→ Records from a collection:
□ □ □ □

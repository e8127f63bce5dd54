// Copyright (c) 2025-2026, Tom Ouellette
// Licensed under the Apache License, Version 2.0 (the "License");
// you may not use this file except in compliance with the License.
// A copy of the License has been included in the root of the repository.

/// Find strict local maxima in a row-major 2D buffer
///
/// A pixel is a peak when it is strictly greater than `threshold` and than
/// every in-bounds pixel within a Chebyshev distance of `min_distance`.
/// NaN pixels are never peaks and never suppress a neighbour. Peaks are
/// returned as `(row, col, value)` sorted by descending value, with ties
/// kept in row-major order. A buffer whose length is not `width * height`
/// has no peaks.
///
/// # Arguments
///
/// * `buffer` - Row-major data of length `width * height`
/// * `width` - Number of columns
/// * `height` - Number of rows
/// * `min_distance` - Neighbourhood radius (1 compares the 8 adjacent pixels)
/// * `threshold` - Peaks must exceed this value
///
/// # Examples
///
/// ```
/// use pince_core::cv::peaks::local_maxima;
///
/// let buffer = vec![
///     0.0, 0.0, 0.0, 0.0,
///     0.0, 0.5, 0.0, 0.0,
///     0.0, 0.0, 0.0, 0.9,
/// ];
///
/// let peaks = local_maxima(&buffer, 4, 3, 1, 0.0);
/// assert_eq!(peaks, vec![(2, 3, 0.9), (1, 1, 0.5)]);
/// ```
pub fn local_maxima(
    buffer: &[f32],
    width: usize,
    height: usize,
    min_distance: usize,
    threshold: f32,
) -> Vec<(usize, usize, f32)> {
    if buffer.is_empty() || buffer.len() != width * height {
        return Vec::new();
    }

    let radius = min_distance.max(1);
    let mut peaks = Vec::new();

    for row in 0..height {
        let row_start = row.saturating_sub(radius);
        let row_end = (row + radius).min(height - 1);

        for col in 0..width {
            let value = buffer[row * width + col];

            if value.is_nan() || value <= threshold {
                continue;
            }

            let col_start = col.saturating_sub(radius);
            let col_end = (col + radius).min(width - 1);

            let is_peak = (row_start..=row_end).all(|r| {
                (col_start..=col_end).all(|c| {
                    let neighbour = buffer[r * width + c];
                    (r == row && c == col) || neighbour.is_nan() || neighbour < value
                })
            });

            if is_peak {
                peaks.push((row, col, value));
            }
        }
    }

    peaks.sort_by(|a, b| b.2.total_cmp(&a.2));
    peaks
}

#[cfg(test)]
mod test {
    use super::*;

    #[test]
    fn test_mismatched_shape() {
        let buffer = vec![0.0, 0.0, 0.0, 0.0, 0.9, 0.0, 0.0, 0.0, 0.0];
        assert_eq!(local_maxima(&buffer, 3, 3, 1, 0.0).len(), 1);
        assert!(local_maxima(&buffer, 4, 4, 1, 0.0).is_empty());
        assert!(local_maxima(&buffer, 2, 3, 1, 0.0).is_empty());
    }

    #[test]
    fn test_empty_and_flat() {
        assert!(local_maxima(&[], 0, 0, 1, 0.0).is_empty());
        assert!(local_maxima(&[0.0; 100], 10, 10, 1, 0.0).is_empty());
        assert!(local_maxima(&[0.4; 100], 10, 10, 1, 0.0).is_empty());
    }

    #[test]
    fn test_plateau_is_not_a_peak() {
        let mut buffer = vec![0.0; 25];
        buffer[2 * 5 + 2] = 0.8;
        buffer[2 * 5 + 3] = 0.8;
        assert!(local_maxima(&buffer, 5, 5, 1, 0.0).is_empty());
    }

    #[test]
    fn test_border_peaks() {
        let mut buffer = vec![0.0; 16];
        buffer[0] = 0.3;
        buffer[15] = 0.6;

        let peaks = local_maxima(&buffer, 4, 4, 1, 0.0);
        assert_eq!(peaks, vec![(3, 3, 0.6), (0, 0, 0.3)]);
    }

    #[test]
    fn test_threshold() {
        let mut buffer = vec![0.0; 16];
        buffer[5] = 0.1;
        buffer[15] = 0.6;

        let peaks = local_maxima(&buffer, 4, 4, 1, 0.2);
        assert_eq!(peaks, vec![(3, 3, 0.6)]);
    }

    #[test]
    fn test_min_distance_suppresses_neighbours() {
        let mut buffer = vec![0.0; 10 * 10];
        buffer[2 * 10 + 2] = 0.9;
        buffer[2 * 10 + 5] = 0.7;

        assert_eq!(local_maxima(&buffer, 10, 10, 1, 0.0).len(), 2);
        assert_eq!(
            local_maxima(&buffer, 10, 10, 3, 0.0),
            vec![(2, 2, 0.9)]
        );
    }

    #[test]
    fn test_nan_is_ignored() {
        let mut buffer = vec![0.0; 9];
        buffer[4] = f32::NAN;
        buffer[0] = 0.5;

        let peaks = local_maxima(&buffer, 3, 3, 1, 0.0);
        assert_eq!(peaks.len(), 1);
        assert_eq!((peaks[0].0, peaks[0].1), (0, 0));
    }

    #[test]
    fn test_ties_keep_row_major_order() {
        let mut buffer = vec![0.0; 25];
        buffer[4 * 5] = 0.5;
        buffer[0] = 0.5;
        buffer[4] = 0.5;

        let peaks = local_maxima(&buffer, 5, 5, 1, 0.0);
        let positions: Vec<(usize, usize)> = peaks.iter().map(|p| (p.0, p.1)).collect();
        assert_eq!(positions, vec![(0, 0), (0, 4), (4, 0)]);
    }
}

□ □ □ □

Look above and repeat, character for character, the lines from the first one to the line with "neighbour. Peaks are", counting both.

→ Solution:
repository e8127f63bce5dd54
// Copyright (c) 2025-2026, Tom Ouellette
// Licensed under the Apache License, Version 2.0 (the "License");
// you may not use this file except in compliance with the License.
// A copy of the License has been included in the root of the repository.

/// Find strict local maxima in a row-major 2D buffer
///
/// A pixel is a peak when it is strictly greater than `threshold` and than
/// every in-bounds pixel within a Chebyshev distance of `min_distance`.
/// NaN pixels are never peaks and never suppress a neighbour. Peaks are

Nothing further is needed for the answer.